EXERCISE INSTRUCTIONS:
Copy out the data below. Leave nothing out and alter nothing.

-------- INPUT --------

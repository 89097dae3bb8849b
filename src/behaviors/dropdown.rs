#[derive(Clone, Copy, Debug, Default, PartialEq, Eq)]
pub enum DropdownState {
    #[default]
    Closed,
    Open,
}

/// Where a document-level click landed relative to the menu.
#[derive(Clone, Copy, Debug, PartialEq, Eq)]
pub enum ClickTarget {
    Anchor,
    Panel,
    Outside,
}

#[derive(Clone, Copy, Debug, PartialEq, Eq)]
pub enum DropdownEvent {
    Toggle,
    Click(ClickTarget),
    Scrolled,
    Navigated,
}

#[derive(Clone, Copy, Debug, Default, PartialEq, Eq)]
pub struct Dropdown {
    state: DropdownState,
}

impl Dropdown {
    pub fn is_open(self) -> bool {
        self.state == DropdownState::Open
    }

    pub fn state(self) -> DropdownState {
        self.state
    }

    /// Returns whether the event changed the state.
    pub fn apply(&mut self, event: DropdownEvent) -> bool {
        let next = match (self.state, event) {
            (DropdownState::Closed, DropdownEvent::Toggle) => DropdownState::Open,
            (DropdownState::Open, DropdownEvent::Toggle) => DropdownState::Closed,
            // The anchor's own click handler delivers the toggle; the bubbled
            // document click must not undo it.
            (state, DropdownEvent::Click(ClickTarget::Anchor | ClickTarget::Panel)) => state,
            (_, DropdownEvent::Click(ClickTarget::Outside))
            | (_, DropdownEvent::Scrolled)
            | (_, DropdownEvent::Navigated) => DropdownState::Closed,
        };

        let changed = next != self.state;
        self.state = next;
        changed
    }
}
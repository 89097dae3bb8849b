use yew::prelude::*;

use super::{hooks::use_typewriter, typed_title::TypedTitle};
use crate::behaviors::typewriter::TypewriterTiming;
use crate::content::PROFILE;

#[function_component(About)]
pub fn about() -> Html {
    let typewriter = use_typewriter(PROFILE.short_name, TypewriterTiming::default());
    let bio = classes!("bio", "fade", typewriter.content_revealed().then_some("is-visible"));

    html! {
        <section class="reveal-page centered">
            <TypedTitle typewriter={typewriter} open="[" close="]" />
            <p class={bio}>{PROFILE.bio}</p>
        </section>
    }
}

--------

SOLUTION BELOW:
repository 89097dae3bb8849b
filename src/behaviors/dropdown.rs
#[derive(Clone, Copy, Debug, Default, PartialEq, Eq)]
pub enum DropdownState {
    #[default]
    Closed,
    Open,
}

/// Where a document-level click landed relative to the menu.
#[derive(Clone, Copy, Debug, PartialEq, Eq)]
pub enum ClickTarget {
    Anchor,
    Panel,
    Outside,
}

#[derive(Clone, Copy, Debug, PartialEq, Eq)]
pub enum DropdownEvent {
    Toggle,
    Click(ClickTarget),
    Scrolled,
    Navigated,
}

#[derive(Clone, Copy, Debug, Default, PartialEq, Eq)]
pub struct Dropdown {
    state: DropdownState,
}

impl Dropdown {
    pub fn is_open(self) -> bool {
        self.state == DropdownState::Open
    }

    pub fn state(self) -> DropdownState {
        self.state
    }

    /// Returns whether the event changed the state.
    pub fn apply(&mut self, event: DropdownEvent) -> bool {
        let next = match (self.state, event) {
            (DropdownState::Closed, DropdownEvent::Toggle) => DropdownState::Open,
            (DropdownState::Open, DropdownEvent::Toggle) => DropdownState::Closed,
            // The anchor's own click handler delivers the toggle; the bubbled
            // document click must not undo it.
            (state, DropdownEvent::Click(ClickTarget::Anchor | ClickTarget::Panel)) => state,
            (_, DropdownEvent::Click(ClickTarget::Outside))
            | (_, DropdownEvent::Scrolled)
            | (_, DropdownEvent::Navigated) => DropdownState::Closed,
        };

        let changed = next != self.state;
        self.state = next;
        changed
    }
}
repository 89097dae3bb8849b
use yew::prelude::*;

use super::{hooks::use_typewriter, typed_title::TypedTitle};
use crate::behaviors::typewriter::TypewriterTiming;
use crate::content::PROFILE;

#[function_component(About)]
pub fn about() -> Html {
    let typewriter = use_typewriter(PROFILE.short_name, TypewriterTiming::default());
    let bio = classes!("bio", "fade", typewriter.content_revealed().then_some("is-visible"));

    html! {
        <section class="reveal-page centered">
            <TypedTitle typewriter={typewriter} open="[" close="]" />
            <p class={bio}>{PROFILE.bio}</p>
        </section>
    }
}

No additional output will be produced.